2025-06-03 15:01:08 +08:00 · 2024-12-23 13:24:11 -08:00 · 2024-12-23 13:24:11 -08:00 · d285526dc9
commit d285526dc9
parent 3fbbd511e6
3 changed files with 57 additions and 51 deletions
--- a/timm/data/readers/reader_tfds.py
+++ b/timm/data/readers/reader_tfds.py
@ -15,25 +15,36 @@ import torch
 import torch.distributed as dist
 from PIL import Image

+import importlib
+
+class LazyTfLoader:
+    def __init__(self):
+        self._tf = None
+
+    def __getattr__(self, name):
+        if self._tf is None:
+            self._tf = importlib.import_module('tensorflow')
+            self._tf.config.set_visible_devices([], 'GPU')  # Hands off my GPU! (or pip install tensorflow-cpu)
+        return getattr(self._tf, name)
+
+class LazyTfdsLoader:
+    def __init__(self):
+        self._tfds = None
+        self.has_buggy_even_splits = False
+
+    def __getattr__(self, name):
+        if self._tfds is None:
+            self._tfds = importlib.import_module('tensorflow_datasets')
            try:
-    import tensorflow as tf
-    tf.config.set_visible_devices([], 'GPU')  # Hands off my GPU! (or pip install tensorflow-cpu)

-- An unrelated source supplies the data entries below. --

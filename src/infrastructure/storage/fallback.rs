use std::sync::Arc;

use async_trait::async_trait;

use crate::application::ports::link_store::StoreError;
use crate::application::ports::snapshot_store::{FailurePolicy, SnapshotStore};
use crate::domain::links::link::Snapshot;
use crate::infrastructure::storage::local::LocalSnapshotStore;

/// Puts the local store behind a remote snapshot store. Without a primary
/// every call goes local; with one, failures go local only under
/// `FailurePolicy::FallbackLocal`.
pub struct FallbackSnapshotStore {
    primary: Option<Arc<dyn SnapshotStore>>,
    local: LocalSnapshotStore,
    policy: FailurePolicy,
}

impl FallbackSnapshotStore {
    pub fn new(
        primary: Option<Arc<dyn SnapshotStore>>,
        local: LocalSnapshotStore,
        policy: FailurePolicy,
    ) -> Self {
        Self {
            primary,
            local,
            policy,
        }
    }

    fn primary(&self) -> Result<Option<&Arc<dyn SnapshotStore>>, StoreError> {
        match (&self.primary, self.policy) {
            (Some(p), _) => Ok(Some(p)),
            (None, FailurePolicy::FallbackLocal) => {
                tracing::warn!("snapshot_backend_not_configured_using_local_store");
                Ok(None)
            }
            (None, FailurePolicy::Fail) => Err(StoreError::Configuration(
                "no snapshot backend is configured".into(),
            )),
        }
    }
}

#[async_trait]
impl SnapshotStore for FallbackSnapshotStore {
    fn backend_name(&self) -> &'static str {
        self.primary
            .as_ref()
            .map(|p| p.backend_name())
            .unwrap_or("local")
    }

    async fn load(&self) -> Result<Snapshot, StoreError> {
        let Some(primary) = self.primary()? else {
            return Ok(self.local.get().await);
        };
        match primary.load().await {
            Ok(snapshot) => Ok(snapshot),
            Err(e) if self.policy == FailurePolicy::FallbackLocal => {
                tracing::error!(error = %e, backend = primary.backend_name(), "snapshot_load_failed_using_local");
                Ok(self.local.get().await)
            }
            Err(e) => Err(e),
        }
    }

    async fn save(&self, snapshot: Snapshot) -> Result<Snapshot, StoreError> {
        let Some(primary) = self.primary()? else {
            return Ok(self.local.put(snapshot).await);
        };
        let copy = match self.policy {
            FailurePolicy::FallbackLocal => Some(snapshot.clone()),
            FailurePolicy::Fail => None,
        };
        match (primary.save(snapshot).await, copy) {
            (Ok(saved), _) => Ok(saved),
            (Err(e), Some(copy)) => {
                tracing::error!(error = %e, backend = primary.backend_name(), "snapshot_save_failed_using_local");
                Ok(self.local.put(copy).await)
            }
            (Err(e), None) => Err(e),
        }
    }
}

-    import tensorflow_datasets as tfds
-    try:
-        tfds.even_splits('', 1, drop_remainder=False)  # non-buggy even_splits has drop_remainder arg
-        has_buggy_even_splits = False
+                self._tfds.even_splits('', 1, drop_remainder=False)  # non-buggy even_splits has drop_remainder arg
            except TypeError:
                print("Warning: This version of tfds doesn't have the latest even_splits impl. "
                      "Please update or use tfds-nightly for better fine-grained split behaviour.")
-        has_buggy_even_splits = True
-    # NOTE uncomment below if having file limit issues on dataset build (or alter your OS defaults)
-    # import resource
-    # low, high = resource.getrlimit(resource.RLIMIT_NOFILE)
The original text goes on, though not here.